[Dataset items]
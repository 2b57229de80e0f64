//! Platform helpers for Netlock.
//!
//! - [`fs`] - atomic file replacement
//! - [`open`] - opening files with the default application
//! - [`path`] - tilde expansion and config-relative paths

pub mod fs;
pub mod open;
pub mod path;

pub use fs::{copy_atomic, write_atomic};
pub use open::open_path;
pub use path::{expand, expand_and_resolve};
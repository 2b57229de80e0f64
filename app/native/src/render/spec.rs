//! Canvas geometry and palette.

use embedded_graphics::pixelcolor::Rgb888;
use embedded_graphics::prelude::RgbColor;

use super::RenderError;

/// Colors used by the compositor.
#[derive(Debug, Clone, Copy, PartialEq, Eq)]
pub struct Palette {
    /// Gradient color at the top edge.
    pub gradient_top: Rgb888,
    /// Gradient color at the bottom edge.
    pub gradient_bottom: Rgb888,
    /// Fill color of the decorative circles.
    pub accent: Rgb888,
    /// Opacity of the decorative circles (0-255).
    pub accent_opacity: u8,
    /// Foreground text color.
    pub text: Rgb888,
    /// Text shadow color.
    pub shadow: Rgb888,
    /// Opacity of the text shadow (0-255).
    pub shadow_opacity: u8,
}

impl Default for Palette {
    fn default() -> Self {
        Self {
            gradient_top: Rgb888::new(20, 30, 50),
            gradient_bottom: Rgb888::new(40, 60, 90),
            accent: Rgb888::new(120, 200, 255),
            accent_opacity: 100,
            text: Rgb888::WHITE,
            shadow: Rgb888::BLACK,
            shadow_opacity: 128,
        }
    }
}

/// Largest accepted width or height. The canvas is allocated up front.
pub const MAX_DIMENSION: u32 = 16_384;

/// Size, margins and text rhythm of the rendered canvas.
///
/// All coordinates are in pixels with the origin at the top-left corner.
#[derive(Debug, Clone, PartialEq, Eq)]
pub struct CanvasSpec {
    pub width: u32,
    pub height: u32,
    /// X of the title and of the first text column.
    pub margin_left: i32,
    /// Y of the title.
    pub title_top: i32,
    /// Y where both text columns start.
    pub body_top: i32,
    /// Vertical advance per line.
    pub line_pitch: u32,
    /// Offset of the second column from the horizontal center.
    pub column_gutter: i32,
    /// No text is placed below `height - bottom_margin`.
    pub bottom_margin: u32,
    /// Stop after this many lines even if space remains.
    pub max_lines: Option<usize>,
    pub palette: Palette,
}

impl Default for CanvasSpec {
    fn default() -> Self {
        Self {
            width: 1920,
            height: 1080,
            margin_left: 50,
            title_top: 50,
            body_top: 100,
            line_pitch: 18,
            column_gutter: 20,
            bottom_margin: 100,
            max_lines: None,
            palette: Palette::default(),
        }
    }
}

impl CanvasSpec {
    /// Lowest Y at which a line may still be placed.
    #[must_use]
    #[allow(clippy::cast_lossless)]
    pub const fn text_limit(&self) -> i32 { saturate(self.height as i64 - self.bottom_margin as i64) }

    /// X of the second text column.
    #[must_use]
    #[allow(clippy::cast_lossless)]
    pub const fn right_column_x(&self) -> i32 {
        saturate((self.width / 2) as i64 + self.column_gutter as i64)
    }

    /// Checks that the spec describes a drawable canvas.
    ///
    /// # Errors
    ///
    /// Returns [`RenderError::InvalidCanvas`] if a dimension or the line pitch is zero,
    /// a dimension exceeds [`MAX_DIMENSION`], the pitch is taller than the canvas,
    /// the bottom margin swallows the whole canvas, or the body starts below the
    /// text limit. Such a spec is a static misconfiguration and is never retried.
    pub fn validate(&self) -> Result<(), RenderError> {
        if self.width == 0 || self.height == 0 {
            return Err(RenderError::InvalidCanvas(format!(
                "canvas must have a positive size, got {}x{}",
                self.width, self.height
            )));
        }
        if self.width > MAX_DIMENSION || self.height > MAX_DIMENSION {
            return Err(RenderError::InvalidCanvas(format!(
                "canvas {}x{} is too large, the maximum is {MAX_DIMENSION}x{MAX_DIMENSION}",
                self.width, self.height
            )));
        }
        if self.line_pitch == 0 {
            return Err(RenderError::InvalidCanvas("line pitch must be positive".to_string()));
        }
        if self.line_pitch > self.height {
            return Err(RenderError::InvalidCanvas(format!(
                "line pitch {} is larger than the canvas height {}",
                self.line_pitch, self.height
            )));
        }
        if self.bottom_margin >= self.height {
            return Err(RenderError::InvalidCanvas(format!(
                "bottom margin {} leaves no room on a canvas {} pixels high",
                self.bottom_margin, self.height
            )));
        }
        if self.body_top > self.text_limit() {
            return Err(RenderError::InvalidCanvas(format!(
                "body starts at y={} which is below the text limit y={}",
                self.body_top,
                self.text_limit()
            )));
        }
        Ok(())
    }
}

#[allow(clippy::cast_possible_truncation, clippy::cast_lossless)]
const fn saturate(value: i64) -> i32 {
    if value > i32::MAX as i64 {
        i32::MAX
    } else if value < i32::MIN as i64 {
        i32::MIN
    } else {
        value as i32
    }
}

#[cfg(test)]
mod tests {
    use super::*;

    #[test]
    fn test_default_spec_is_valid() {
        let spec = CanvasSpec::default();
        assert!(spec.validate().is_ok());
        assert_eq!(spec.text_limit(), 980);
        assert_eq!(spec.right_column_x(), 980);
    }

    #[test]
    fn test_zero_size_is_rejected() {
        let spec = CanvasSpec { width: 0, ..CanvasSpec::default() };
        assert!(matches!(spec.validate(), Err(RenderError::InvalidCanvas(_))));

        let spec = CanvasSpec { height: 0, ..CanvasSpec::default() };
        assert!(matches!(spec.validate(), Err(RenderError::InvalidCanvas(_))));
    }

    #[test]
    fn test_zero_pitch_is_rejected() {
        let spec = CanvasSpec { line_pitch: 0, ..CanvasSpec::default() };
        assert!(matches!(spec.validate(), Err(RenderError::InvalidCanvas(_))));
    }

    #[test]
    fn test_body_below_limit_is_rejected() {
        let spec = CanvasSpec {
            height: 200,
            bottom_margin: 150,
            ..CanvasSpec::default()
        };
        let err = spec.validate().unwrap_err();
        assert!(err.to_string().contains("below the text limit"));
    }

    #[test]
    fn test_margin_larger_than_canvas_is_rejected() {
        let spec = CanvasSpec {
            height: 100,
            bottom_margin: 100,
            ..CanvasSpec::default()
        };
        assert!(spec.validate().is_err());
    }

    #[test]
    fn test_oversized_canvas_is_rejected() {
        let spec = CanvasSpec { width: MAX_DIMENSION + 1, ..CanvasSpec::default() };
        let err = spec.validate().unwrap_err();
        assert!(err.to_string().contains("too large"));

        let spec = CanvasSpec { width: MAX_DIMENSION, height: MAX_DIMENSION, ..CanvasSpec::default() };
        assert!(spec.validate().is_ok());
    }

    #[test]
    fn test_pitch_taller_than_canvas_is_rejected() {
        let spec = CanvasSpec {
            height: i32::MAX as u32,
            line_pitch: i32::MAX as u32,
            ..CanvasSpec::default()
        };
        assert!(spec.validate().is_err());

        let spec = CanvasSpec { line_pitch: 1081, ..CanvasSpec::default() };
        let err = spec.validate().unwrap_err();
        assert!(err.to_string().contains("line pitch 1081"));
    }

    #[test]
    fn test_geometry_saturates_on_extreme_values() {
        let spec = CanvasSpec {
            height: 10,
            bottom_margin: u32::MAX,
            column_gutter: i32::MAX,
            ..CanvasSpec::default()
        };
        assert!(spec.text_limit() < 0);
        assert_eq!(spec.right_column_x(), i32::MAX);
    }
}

**WORK ORDER:**
Filter the records above for lines with "pixels".

**EXERCISE ANSWER:**
/// All coordinates are in pixels with the origin at the top-left corner.
                "bottom margin {} leaves no room on a canvas {} pixels high",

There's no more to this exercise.